William Nicol Fife (October 16, 1831 - October 21, 1914) was a Scottish-trained architect in early Utah. His works included the original Ogden Pioneer Tabernacle, Ogden Central School, and the Weber Courthouse, none of which are standing today.

The great-grandson of a notable Edinburgh architect, William Wilson, Fife was born in Kincardine, Perthshire, Scotland.
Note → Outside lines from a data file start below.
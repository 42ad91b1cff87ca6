//! File metadata, permission bits and open flags

use bitflags::bitflags;
use std::fmt;
use std::time::SystemTime;

/// Permission bits plus a directory marker.
///
/// Only the low nine bits (`0o777`) are kept as permissions; the directory
/// marker is tracked separately so `chmod` can never turn a file into a
/// directory or back.
#[derive(Debug, Clone, Copy, PartialEq, Eq, Hash)]
pub struct FileMode {
    bits: u32,
    dir: bool,
}

impl FileMode {
    pub const PERM_MASK: u32 = 0o777;

    /// Mode for a regular file
    pub const fn file(perm: u32) -> Self {
        Self {
            bits: perm & Self::PERM_MASK,
            dir: false,
        }
    }

    /// Mode for a directory
    pub const fn dir(perm: u32) -> Self {
        Self {
            bits: perm & Self::PERM_MASK,
            dir: true,
        }
    }

    pub fn permissions(&self) -> u32 {
        self.bits
    }

    pub fn is_dir(&self) -> bool {
        self.dir
    }

    /// True when no write bit is set
    pub fn is_readonly(&self) -> bool {
        self.bits & 0o222 == 0
    }

    /// Same kind, new permission bits
    pub fn with_permissions(&self, perm: u32) -> Self {
        Self {
            bits: perm & Self::PERM_MASK,
            dir: self.dir,
        }
    }
}

impl fmt::Display for FileMode {
    fn fmt(&self, f: &mut fmt::Formatter<'_>) -> fmt::Result {
        const RWX: [char; 3] = ['r', 'w', 'x'];
        let mut out = String::with_capacity(10);
        out.push(if self.dir { 'd' } else { '-' });
        for i in (0..9).rev() {
            if self.bits & (1 << i) != 0 {
                out.push(RWX[2 - i % 3]);
            } else {
                out.push('-');
            }
        }
        f.write_str(&out)
    }
}

/// Metadata about a file or directory
#[derive(Debug, Clone, PartialEq, Eq)]
pub struct Metadata {
    /// Final path component ("/" for the root)
    pub name: String,
    /// Size in bytes (0 for directories)
    pub size: u64,
    pub mode: FileMode,
    /// Last modification time
    pub modified: SystemTime,
    /// Last access time
    pub accessed: SystemTime,
}

impl Metadata {
    pub fn is_dir(&self) -> bool {
        self.mode.is_dir()
    }

    pub fn is_file(&self) -> bool {
        !self.mode.is_dir()
    }
}

bitflags! {
    /// Flags controlling how `open_with_flags` opens a file.
    #[derive(Debug, Clone, Copy, PartialEq, Eq, Hash)]
    pub struct OpenFlags: u32 {
        /// Open for reading.
        const READ = 1;
        /// Open for writing.
        const WRITE = 1 << 1;
        /// Every write goes to the end of the file.
        const APPEND = 1 << 2;
        /// Create the file if it does not exist.
        const CREATE = 1 << 3;
        /// With CREATE, fail if the file already exists.
        const EXCLUSIVE = 1 << 4;
        /// Truncate to zero length on open.
        const TRUNCATE = 1 << 5;
    }
}

impl OpenFlags {
    /// Flags used by `create`
    pub const CREATE_TRUNCATE: OpenFlags = OpenFlags::READ
        .union(OpenFlags::WRITE)
        .union(OpenFlags::CREATE)
        .union(OpenFlags::TRUNCATE);

    /// Whether a handle opened with these flags may write
    pub fn writes(&self) -> bool {
        self.intersects(OpenFlags::WRITE | OpenFlags::APPEND)
    }

    /// Whether a handle opened with these flags may read.
    ///
    /// Flags without READ or a write bit open read-only.
    pub fn reads(&self) -> bool {
        self.contains(OpenFlags::READ) || !self.writes()
    }
}
//! Log subscriber setup
//!
//! Built on `tracing-subscriber` with per-target level control for the
//! chain and the two sources.

use filterfs_config::{LogConfig, LogFormat, LogLevel, TARGET_CHAIN, TARGET_MEMORY, TARGET_NATIVE};
use std::io;
use tracing::Level;
use tracing_subscriber::{
    filter::Targets, fmt, layer::SubscriberExt, util::SubscriberInitExt, util::TryInitError,
    Layer, Registry,
};

fn to_level(level: LogLevel) -> Level {
    match level {
        LogLevel::Trace => Level::TRACE,
        LogLevel::Debug => Level::DEBUG,
        LogLevel::Info => Level::INFO,
        LogLevel::Warn => Level::WARN,
        LogLevel::Error => Level::ERROR,
    }
}

/// Target filter derived from a `LogConfig`
pub fn targets(config: &LogConfig) -> Targets {
    Targets::new()
        .with_default(to_level(config.global))
        .with_target(TARGET_CHAIN, to_level(config.level_for(TARGET_CHAIN)))
        .with_target(TARGET_MEMORY, to_level(config.level_for(TARGET_MEMORY)))
        .with_target(TARGET_NATIVE, to_level(config.level_for(TARGET_NATIVE)))
}

/// Create formatter layer based on format
fn create_format_layer<W, F>(format: LogFormat, make_writer: F) -> Box<dyn Layer<Registry> + Send + Sync>
where
    W: io::Write + Send + Sync + 'static,
    F: Fn() -> W + Send + Sync + 'static,
{
    match format {
        LogFormat::Pretty => fmt::layer()
            .pretty()
            .with_target(true)
            .with_writer(make_writer)
            .boxed(),
        LogFormat::Compact => fmt::layer()
            .compact()
            .with_target(true)
            .without_time()
            .with_writer(make_writer)
            .boxed(),
        LogFormat::Json => fmt::layer()
            .json()
            .with_target(true)
            .with_writer(make_writer)
            .boxed(),
    }
}

/// Install a global subscriber writing to stderr.
///
/// Fails if a global subscriber is already set.
pub fn try_init(config: &LogConfig) -> Result<(), TryInitError> {
    let layer = create_format_layer(config.format, io::stderr).with_filter(targets(config));
    tracing_subscriber::registry().with(layer).try_init()?;
    tracing::debug!(
        target: TARGET_CHAIN,
        global = config.global.as_str(),
        chain = config.level_for(TARGET_CHAIN).as_str(),
        memory = config.level_for(TARGET_MEMORY).as_str(),
        native = config.level_for(TARGET_NATIVE).as_str(),
        "log subscriber installed"
    );
    Ok(())
}

/// Install a global subscriber, ignoring one that is already set.
pub fn init(config: &LogConfig) {
    if try_init(config).is_err() {
        tracing::debug!(target: TARGET_CHAIN, "log subscriber already installed");
    }
}
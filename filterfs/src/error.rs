//! VFS Error Types

use std::io;
use std::path::Path;
use thiserror::Error;

/// Result type for VFS operations
pub type VfsResult<T> = Result<T, VfsError>;

/// Error type for VFS operations
///
/// Errors carry owned strings so they can be cloned and compared; a filter
/// that rejects a call hands its error to the caller untouched.
#[derive(Error, Debug, Clone, PartialEq, Eq)]
pub enum VfsError {
    /// File or directory not found
    #[error("Path not found: {path}")]
    NotFound { path: String },

    /// Permission denied
    #[error("Permission denied: {path}")]
    PermissionDenied { path: String },

    /// Path already exists
    #[error("Path already exists: {path}")]
    AlreadyExists { path: String },

    /// A path component that should be a directory is a file
    #[error("Not a directory: {path}")]
    NotADirectory { path: String },

    /// A file operation was attempted on a directory
    #[error("Is a directory: {path}")]
    IsADirectory { path: String },

    /// Directory still has children
    #[error("Directory not empty: {path}")]
    DirectoryNotEmpty { path: String },

    /// Invalid path
    #[error("Invalid path '{path}': {reason}")]
    InvalidPath { path: String, reason: String },

    /// IO error
    #[error("IO error: {message}")]
    Io { message: String },

    /// Custom error message
    #[error("{message}")]
    Custom { message: String },
}

impl VfsError {
    pub fn not_found(path: impl Into<String>) -> Self {
        VfsError::NotFound { path: path.into() }
    }

    pub fn permission_denied(path: impl Into<String>) -> Self {
        VfsError::PermissionDenied { path: path.into() }
    }

    pub fn custom(message: impl Into<String>) -> Self {
        VfsError::Custom {
            message: message.into(),
        }
    }

    /// Map an `io::Error` raised while operating on `path`.
    pub fn from_io(err: io::Error, path: &Path) -> Self {
        let path = path.to_string_lossy().to_string();
        match err.kind() {
            io::ErrorKind::NotFound => VfsError::NotFound { path },
            io::ErrorKind::PermissionDenied => VfsError::PermissionDenied { path },
            io::ErrorKind::AlreadyExists => VfsError::AlreadyExists { path },
            io::ErrorKind::NotADirectory => VfsError::NotADirectory { path },
            io::ErrorKind::IsADirectory => VfsError::IsADirectory { path },
            io::ErrorKind::DirectoryNotEmpty => VfsError::DirectoryNotEmpty { path },
            _ => err.into(),
        }
    }
}

impl From<io::Error> for VfsError {
    fn from(err: io::Error) -> Self {
        VfsError::Io {
            message: err.to_string(),
        }
    }
}

impl From<VfsError> for io::Error {
    fn from(err: VfsError) -> Self {
        let kind = match &err {
            VfsError::NotFound { .. } => io::ErrorKind::NotFound,
            VfsError::PermissionDenied { .. } => io::ErrorKind::PermissionDenied,
            VfsError::AlreadyExists { .. } => io::ErrorKind::AlreadyExists,
            VfsError::NotADirectory { .. } => io::ErrorKind::NotADirectory,
            VfsError::IsADirectory { .. } => io::ErrorKind::IsADirectory,
            VfsError::DirectoryNotEmpty { .. } => io::ErrorKind::DirectoryNotEmpty,
            VfsError::InvalidPath { .. } => io::ErrorKind::InvalidInput,
            VfsError::Io { .. } | VfsError::Custom { .. } => io::ErrorKind::Other,
        };
        io::Error::new(kind, err)
    }
}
He became a member of the Church of Jesus Christ of Latter-day Saints while working as an architect in Manchester, England. Immigrating to the U.S. through New Orleans, he sailed up the Mississippi River to St. Louis, and then traveled by wagon train to Utah. He became a leader in the Mormon community of Utah, and served as an emissary from Mormon President Heber C. Kimball to General Albert Sidney Johnston, and was appointed U.S. marshal for Ogden in 1861, later serving as a frontier guide, a Colonel in the U.S. Army and an early pioneer in southeastern Arizona. He was still U.S. marshal and present in 1869 when the Golden Spike was driven, completing the first transcontinental railroad at nearby Promontory Point, Utah. He was the father of William W. Fife, another Utah architect.

==Biography==
William N. Fife was born in Kincardine, Perthshire, Scotland on October 16, 1831.

He died at his daughter's home in Salt Lake City on October 21, 1914, and was buried at Ogden City Cemetery.